= WHAT THE TASK ASKS =
Go through the entries below. Copy each line in which "results" appears.

= DATA SECTION =
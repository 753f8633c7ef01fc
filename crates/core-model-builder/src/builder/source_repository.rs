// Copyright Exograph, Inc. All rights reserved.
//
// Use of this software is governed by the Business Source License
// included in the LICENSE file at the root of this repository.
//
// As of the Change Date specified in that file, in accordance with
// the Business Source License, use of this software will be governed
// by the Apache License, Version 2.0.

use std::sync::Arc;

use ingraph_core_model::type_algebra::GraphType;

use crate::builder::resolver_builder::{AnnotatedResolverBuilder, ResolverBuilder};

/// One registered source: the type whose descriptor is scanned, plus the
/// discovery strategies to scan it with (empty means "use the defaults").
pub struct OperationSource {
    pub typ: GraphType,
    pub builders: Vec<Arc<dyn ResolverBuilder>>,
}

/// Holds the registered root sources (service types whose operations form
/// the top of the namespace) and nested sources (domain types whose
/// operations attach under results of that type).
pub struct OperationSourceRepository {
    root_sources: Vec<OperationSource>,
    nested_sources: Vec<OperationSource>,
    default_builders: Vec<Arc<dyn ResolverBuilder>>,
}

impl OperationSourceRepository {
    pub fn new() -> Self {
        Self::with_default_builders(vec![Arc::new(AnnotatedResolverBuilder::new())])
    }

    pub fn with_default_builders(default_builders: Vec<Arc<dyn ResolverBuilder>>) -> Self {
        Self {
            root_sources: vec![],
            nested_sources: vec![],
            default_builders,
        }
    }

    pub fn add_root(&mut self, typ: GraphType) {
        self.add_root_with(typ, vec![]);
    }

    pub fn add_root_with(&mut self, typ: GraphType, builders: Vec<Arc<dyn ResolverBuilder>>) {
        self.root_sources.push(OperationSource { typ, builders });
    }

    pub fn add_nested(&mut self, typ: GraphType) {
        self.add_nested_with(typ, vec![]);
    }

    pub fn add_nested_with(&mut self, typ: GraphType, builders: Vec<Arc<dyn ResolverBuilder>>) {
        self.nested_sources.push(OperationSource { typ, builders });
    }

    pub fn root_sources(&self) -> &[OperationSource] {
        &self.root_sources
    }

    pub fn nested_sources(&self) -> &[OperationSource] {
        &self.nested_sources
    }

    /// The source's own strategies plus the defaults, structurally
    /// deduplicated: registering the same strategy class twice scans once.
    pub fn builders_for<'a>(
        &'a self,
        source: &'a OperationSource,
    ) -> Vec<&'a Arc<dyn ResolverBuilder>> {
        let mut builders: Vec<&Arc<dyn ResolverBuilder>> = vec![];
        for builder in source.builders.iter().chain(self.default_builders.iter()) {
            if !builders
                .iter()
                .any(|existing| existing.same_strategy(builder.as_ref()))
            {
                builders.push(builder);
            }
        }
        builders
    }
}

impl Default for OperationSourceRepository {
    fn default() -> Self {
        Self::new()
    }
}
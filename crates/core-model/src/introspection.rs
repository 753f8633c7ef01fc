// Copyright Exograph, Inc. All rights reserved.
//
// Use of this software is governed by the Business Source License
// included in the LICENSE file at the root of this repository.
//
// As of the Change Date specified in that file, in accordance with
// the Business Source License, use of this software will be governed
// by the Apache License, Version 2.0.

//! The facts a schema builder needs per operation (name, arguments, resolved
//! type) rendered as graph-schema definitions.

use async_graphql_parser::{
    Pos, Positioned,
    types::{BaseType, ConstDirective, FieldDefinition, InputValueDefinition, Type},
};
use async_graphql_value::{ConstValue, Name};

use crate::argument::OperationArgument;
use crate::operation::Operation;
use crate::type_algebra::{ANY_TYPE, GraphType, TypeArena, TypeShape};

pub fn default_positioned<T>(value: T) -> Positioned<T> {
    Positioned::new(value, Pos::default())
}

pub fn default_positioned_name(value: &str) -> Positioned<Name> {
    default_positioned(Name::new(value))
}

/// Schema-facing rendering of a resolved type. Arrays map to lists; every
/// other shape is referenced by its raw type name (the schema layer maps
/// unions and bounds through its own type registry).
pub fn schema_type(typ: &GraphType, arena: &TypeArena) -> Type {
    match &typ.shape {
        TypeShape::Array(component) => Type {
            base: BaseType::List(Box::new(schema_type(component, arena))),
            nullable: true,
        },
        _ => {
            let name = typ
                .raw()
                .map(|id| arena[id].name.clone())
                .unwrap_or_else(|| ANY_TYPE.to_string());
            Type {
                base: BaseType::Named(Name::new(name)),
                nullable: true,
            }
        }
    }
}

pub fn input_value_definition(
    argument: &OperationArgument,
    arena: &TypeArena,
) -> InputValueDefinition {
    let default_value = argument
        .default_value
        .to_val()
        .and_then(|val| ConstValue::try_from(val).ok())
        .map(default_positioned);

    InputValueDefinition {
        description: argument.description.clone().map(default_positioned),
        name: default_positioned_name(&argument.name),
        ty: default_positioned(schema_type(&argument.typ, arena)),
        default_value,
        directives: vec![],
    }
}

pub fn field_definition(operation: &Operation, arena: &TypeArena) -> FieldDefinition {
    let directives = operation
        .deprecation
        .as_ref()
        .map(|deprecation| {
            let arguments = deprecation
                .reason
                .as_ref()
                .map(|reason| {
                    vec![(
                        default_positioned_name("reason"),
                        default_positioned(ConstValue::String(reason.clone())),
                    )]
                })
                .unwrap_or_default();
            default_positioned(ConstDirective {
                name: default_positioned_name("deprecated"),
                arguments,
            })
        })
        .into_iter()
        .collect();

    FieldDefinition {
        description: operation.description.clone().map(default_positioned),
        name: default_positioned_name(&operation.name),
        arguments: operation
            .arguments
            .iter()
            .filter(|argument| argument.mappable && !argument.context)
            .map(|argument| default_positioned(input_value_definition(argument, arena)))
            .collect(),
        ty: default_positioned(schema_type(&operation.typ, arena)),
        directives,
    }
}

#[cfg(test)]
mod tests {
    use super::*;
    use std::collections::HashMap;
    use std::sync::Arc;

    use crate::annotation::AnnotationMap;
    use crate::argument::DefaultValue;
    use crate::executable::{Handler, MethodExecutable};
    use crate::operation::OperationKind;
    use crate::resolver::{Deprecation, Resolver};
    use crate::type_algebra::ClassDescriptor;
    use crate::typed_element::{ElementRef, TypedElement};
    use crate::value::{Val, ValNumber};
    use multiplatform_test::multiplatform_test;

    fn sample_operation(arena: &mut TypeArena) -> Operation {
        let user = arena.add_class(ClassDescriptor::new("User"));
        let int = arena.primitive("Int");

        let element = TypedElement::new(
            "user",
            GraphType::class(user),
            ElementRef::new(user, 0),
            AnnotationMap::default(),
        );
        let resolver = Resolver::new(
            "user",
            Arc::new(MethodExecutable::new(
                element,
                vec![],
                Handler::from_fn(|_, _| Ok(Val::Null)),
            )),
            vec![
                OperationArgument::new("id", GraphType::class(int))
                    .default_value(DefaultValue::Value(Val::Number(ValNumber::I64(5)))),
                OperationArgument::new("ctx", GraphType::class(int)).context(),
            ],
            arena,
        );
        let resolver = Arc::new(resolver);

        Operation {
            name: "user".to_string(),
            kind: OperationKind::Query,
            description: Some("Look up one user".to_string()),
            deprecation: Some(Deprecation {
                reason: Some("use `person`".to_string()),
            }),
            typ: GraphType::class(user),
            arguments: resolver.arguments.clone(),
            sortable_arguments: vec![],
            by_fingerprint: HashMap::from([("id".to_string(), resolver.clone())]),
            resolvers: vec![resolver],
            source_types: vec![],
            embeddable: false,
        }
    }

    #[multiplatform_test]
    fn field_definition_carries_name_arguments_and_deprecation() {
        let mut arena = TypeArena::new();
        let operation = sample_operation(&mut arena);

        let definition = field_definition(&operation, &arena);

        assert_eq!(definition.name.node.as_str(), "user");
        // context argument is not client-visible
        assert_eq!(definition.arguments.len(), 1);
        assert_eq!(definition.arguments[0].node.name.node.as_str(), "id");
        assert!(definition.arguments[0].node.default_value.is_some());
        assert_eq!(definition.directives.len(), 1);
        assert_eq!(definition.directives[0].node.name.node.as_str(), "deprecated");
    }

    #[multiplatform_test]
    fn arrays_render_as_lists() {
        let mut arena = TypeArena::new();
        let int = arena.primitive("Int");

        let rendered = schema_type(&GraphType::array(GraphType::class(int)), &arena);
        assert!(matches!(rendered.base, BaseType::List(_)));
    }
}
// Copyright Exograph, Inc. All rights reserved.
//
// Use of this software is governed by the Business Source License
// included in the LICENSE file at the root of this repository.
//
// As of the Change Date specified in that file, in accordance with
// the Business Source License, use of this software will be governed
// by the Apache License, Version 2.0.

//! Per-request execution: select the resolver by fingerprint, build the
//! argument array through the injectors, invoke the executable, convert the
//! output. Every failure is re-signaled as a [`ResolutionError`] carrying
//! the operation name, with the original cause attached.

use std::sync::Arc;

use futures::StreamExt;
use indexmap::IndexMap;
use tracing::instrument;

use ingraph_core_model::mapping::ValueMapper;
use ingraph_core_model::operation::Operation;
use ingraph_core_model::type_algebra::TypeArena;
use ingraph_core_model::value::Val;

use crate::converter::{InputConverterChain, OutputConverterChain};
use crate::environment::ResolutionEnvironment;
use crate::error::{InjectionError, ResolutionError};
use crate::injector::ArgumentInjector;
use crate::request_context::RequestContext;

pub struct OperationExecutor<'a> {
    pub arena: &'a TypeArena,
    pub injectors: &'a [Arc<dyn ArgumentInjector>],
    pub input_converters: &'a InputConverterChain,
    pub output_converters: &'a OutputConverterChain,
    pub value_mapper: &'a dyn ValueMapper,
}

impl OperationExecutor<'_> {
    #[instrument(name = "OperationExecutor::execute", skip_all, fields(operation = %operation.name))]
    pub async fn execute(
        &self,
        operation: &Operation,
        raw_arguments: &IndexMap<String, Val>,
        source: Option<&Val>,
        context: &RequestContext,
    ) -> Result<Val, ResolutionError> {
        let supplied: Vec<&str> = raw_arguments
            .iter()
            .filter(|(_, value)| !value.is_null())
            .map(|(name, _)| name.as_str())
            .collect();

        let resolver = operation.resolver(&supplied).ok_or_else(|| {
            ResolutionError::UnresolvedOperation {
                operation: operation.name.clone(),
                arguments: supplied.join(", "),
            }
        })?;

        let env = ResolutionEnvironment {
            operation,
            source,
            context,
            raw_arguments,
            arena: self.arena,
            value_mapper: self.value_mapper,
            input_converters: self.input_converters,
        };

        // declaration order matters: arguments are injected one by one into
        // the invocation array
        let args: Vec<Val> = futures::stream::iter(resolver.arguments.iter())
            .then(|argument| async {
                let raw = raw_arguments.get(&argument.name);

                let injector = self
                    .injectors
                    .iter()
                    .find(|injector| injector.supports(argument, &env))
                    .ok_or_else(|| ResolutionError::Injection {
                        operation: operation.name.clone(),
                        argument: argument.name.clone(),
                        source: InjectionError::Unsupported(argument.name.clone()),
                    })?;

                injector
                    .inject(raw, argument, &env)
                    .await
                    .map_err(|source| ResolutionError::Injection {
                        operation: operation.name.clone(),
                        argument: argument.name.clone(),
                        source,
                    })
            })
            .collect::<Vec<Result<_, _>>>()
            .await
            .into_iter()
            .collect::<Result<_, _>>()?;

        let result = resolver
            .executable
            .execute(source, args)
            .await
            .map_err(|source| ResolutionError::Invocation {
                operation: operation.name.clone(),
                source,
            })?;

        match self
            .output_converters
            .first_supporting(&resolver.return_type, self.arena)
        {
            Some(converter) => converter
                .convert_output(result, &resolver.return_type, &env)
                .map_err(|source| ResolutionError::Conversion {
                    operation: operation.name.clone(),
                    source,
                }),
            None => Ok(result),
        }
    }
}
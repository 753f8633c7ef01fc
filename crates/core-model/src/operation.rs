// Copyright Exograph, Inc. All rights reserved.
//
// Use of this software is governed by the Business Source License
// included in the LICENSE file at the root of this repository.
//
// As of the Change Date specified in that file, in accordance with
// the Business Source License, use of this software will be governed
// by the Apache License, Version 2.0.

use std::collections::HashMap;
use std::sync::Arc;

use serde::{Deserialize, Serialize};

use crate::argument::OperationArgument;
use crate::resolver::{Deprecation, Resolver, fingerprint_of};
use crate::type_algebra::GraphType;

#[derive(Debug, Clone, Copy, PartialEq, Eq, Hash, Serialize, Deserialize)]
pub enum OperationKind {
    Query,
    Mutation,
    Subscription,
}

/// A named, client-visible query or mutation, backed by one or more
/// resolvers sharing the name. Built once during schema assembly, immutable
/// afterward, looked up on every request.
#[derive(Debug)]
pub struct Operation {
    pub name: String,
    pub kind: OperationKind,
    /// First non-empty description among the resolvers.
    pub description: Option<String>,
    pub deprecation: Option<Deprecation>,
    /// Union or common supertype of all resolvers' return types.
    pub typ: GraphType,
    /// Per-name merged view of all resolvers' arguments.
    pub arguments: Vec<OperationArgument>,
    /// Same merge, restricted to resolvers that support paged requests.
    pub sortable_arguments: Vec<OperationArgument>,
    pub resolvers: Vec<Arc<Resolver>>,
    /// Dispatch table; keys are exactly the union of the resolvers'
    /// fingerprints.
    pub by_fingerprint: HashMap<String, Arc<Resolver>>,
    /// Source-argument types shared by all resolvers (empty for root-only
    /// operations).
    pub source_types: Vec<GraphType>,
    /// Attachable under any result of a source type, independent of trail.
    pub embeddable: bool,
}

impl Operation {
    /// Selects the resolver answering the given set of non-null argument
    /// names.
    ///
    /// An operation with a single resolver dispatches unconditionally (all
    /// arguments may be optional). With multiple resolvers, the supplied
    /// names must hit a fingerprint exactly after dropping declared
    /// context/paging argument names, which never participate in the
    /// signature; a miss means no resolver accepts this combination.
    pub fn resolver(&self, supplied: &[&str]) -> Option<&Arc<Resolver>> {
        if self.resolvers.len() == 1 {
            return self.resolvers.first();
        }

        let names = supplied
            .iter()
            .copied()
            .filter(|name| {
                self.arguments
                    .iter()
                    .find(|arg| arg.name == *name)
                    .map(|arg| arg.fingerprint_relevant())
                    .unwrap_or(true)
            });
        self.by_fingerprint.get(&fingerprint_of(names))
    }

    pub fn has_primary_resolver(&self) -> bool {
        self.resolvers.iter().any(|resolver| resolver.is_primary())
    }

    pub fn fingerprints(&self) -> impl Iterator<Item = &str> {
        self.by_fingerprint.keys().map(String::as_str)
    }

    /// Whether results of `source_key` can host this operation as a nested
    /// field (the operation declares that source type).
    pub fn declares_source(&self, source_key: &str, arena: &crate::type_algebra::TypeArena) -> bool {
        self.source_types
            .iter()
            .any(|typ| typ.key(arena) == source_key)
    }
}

= WRITTEN RESPONSE =
/// operations attach under results of that type).
    /// Whether results of `source_key` can host this operation as a nested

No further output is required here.